Beaver Dam Seeks Revocation Hearing Against Tavern, Bar Attorney Cites Procedural Missteps

(Beaver Dam) The Beaver Dam Administrative Committee Monday night voted to proceed with a revocation hearing for the liquor license of Johnny’s Lounge. In June, the Madison Street bar was assessed enough points to trigger such action under the city’s Demerit Point Ordinance for a closing-time fight. In July, the committee authorized the city attorney and police chief to enter into negotiations with the tavern owner. Offers by the city included closing for three days over a weekend of the bar owners choosing. The negotiations failed, and the city attorney recommended complete revocation six weeks ago. The committee however – signaling a preference for a lighter penalty – voted against the revocation recommendation. Such a decision can be revisited if an alderperson who voted with the majority calls for another vote. At last months meeting, city officials brought the matter back with the intention of overturning the failed vote. The attorney for Johnny’s Lounge, Brent Eisberner, is challenging the claims (see statement below) but is also crying foul at the procedure. Eisberner says parliamentary procedure under Robert’s Rules of Order as outlined in city ordinance does not allow a matter to be brought back for reconsideration unless it happens at the same meeting or the following day. Moreover, Eisberner says the motion as stated at the meeting was for the city attorney and police chief to again re-open negotiations with the bar not to reconsider the vote rejecting the license revocation hearing. He says that nullifies the proceedings. City Attorney Mary Ann Schacht maintains that proper procedure was followed. Last night’s action allows for the scheduling of a revocation hearing that could result in revocation, suspension or no action taken.


Listen to audio of the Beaver Dam Administrative Committee’s August 20 meeting here:



Official Statement from Johnny’s Lounge:

We believe that what the Administrative committee and the city of Beaver Dam is doing is unjust.  In responding to their actions, we will be challenging not only the contested claims against Johnny’s Lounge, but also the demerit system as it currently stands.  In discussions with the Police Chief and the City Attorney, it was stated that the current system was set up with the specific intention of getting rid of a specific bar.  Once that happened, however, the system remained and has never been adjusted to fit within the specific framework the legislation intended when they enacted Wis. Stat. §125.12.

The evidence we have indicates that: 1) there is an unequal enforcement of the policy; 2) the policy itself exceeds the legislative intent of Wis. Stat §125.12; 3) there is malicious intent by members of the committee in their personal desire to pursue action against Johnny’s Lounge; and, 4) there have been numerous procedural missteps in the required process.

As it currently stands, Johnny’s Lounge has arguments for an unconstitutional taking, an unreasonable or irrational exercise of the Police Power, violations of parliamentary procedure, unequal treatment or application of the law, and specific targeting of their business.
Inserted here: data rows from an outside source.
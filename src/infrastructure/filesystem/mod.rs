pub mod config_store;
pub mod discovery;

pub use config_store::{ConfigStore, ConfigStoreError};
pub use discovery::{DiscoveryError, RepositoryDiscoverer};
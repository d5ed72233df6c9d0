//! External dependencies and I/O operations.

pub mod filesystem;
pub mod git;
pub mod logging;
pub mod network;
pub mod process;
use std::path::PathBuf;
use thiserror::Error;

/// Crate-wide error type covering the run-level failure classes.
///
/// Only `Discovery` is fatal to a whole run; every other class degrades to a
/// per-repository or per-operation result.
#[derive(Error, Debug)]
pub enum GitherdError {
    #[error("Repository discovery failed: {message}")]
    Discovery {
        message: String,
        path: Option<PathBuf>,
        #[source]
        source: Option<Box<dyn std::error::Error + Send + Sync>>,
    },

    #[error("Connectivity check failed: {message}")]
    Connectivity {
        message: String,
        host: Option<String>,
    },

    #[error("Repository operation failed: {message}")]
    RepositoryOperation {
        message: String,
        repository_name: Option<String>,
        #[source]
        source: Option<Box<dyn std::error::Error + Send + Sync>>,
    },

    #[error("File system operation failed: {message}")]
    FileSystem {
        message: String,
        path: Option<PathBuf>,
        #[source]
        source: Option<std::io::Error>,
    },

    #[error("Configuration error: {message}")]
    Config {
        message: String,
        #[source]
        source: Option<Box<dyn std::error::Error + Send + Sync>>,
    },

    #[error("Command execution failed: {message}")]
    Command {
        message: String,
        command: String,
        exit_code: Option<i32>,
        #[source]
        source: Option<std::io::Error>,
    },

    #[error("Validation error: {field} - {message}")]
    Validation {
        field: String,
        message: String,
        value: Option<String>,
    },

    #[error("Serialization error: {message}")]
    Serialization {
        message: String,
        #[source]
        source: Option<Box<dyn std::error::Error + Send + Sync>>,
    },

    #[error("Operation cancelled")]
    Cancelled,

    #[error("Operation timed out after {timeout_secs} seconds")]
    Timeout { timeout_secs: u64 },

    #[error("Internal error: {message}")]
    Internal {
        message: String,
        #[source]
        source: Option<Box<dyn std::error::Error + Send + Sync>>,
    },
}

impl GitherdError {
    pub fn discovery_error(message: impl Into<String>, path: Option<PathBuf>) -> Self {
        Self::Discovery {
            message: message.into(),
            path,
            source: None,
        }
    }

    pub fn discovery_error_with_source(
        message: impl Into<String>,
        path: Option<PathBuf>,
        source: impl std::error::Error + Send + Sync + 'static,
    ) -> Self {
        Self::Discovery {
            message: message.into(),
            path,
            source: Some(Box::new(source)),
        }
    }

    pub fn connectivity_error(message: impl Into<String>, host: Option<String>) -> Self {
        Self::Connectivity {
            message: message.into(),
            host,
        }
    }

    pub fn repository_error(message: impl Into<String>, repository_name: Option<String>) -> Self {
        Self::RepositoryOperation {
            message: message.into(),
            repository_name,
            source: None,
        }
    }

    pub fn repository_error_with_source(
        message: impl Into<String>,
        repository_name: Option<String>,
        source: impl std::error::Error + Send + Sync + 'static,
    ) -> Self {
        Self::RepositoryOperation {
            message: message.into(),
            repository_name,
            source: Some(Box::new(source)),
        }
    }

    pub fn filesystem_error(message: impl Into<String>, path: Option<PathBuf>) -> Self {
        Self::FileSystem {
            message: message.into(),
            path,
            source: None,
        }
    }

    pub fn filesystem_error_with_source(
        message: impl Into<String>,
        path: Option<PathBuf>,
        source: std::io::Error,
    ) -> Self {
        Self::FileSystem {
            message: message.into(),
            path,
            source: Some(source),
        }
    }

    pub fn config_error(message: impl Into<String>) -> Self {
        Self::Config {
            message: message.into(),
            source: None,
        }
    }

    pub fn config_error_with_source(
        message: impl Into<String>,
        source: impl std::error::Error + Send + Sync + 'static,
    ) -> Self {
        Self::Config {
            message: message.into(),
            source: Some(Box::new(source)),
        }
    }

    pub fn command_error(
        message: impl Into<String>,
        command: impl Into<String>,
        exit_code: Option<i32>,
    ) -> Self {
        Self::Command {
            message: message.into(),
            command: command.into(),
            exit_code,
            source: None,
        }
    }

    pub fn validation_error(
        field: impl Into<String>,
        message: impl Into<String>,
        value: Option<String>,
    ) -> Self {
        Self::Validation {
            field: field.into(),
            message: message.into(),
            value,
        }
    }

    pub fn serialization_error_with_source(
        message: impl Into<String>,
        source: impl std::error::Error + Send + Sync + 'static,
    ) -> Self {
        Self::Serialization {
            message: message.into(),
            source: Some(Box::new(source)),
        }
    }

    pub fn timeout(timeout_secs: u64) -> Self {
        Self::Timeout { timeout_secs }
    }

    pub fn internal_error(message: impl Into<String>) -> Self {
        Self::Internal {
            message: message.into(),
            source: None,
        }
    }

    pub fn internal_error_with_source(
        message: impl Into<String>,
        source: impl std::error::Error + Send + Sync + 'static,
    ) -> Self {
        Self::Internal {
            message: message.into(),
            source: Some(Box::new(source)),
        }
    }
}

impl From<std::io::Error> for GitherdError {
    fn from(error: std::io::Error) -> Self {
        Self::filesystem_error_with_source("File system operation failed", None, error)
    }
}

impl From<serde_yaml::Error> for GitherdError {
    fn from(error: serde_yaml::Error) -> Self {
        Self::serialization_error_with_source("YAML serialization failed", error)
    }
}

impl From<serde_json::Error> for GitherdError {
    fn from(error: serde_json::Error) -> Self {
        Self::serialization_error_with_source("JSON serialization failed", error)
    }
}

impl From<anyhow::Error> for GitherdError {
    fn from(error: anyhow::Error) -> Self {
        Self::internal_error(format!("Anyhow error: {}", error))
    }
}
It is unfortunate that it has come to this, but the City of Beaver Dam should be aware that we will not only attempt to invalidate the ordinance as it stands, but also attempt to shift all costs of the litigation onto the city.  In the recent past, businesses have been put “on notice,” given the opportunity to correct any issues regarding physical altercations, and allowed to work with the city to maintain a healthy relationship.  We see no reason why the same should not have occurred with Johnny’s Lounge. Instead, they were specifically targeted by members of the administrative committee, were told that they would be “made an example of,” were denied equal application under the law, and were subjected to a policy that a court will likely find operates outside of legislative intent.

To be clear, the Council will need to find that Johnny’s Lounge “keeps or maintains a disorderly or riotous, indecent or improper house.”  It is absurd to think that a single event rises to the definition of a “disorderly or riotous, indecent or improper house.”  As the ordinance currently stands, and any establishment with a liquor license is threatened by, any one incident involving a physical altercation is grounds for revocation of their liquor license.  This clearly exceeds the legislative intent and is a direct result of the city’s stated objective in passing an ordinance directed at permanently closing a single tavern years ago.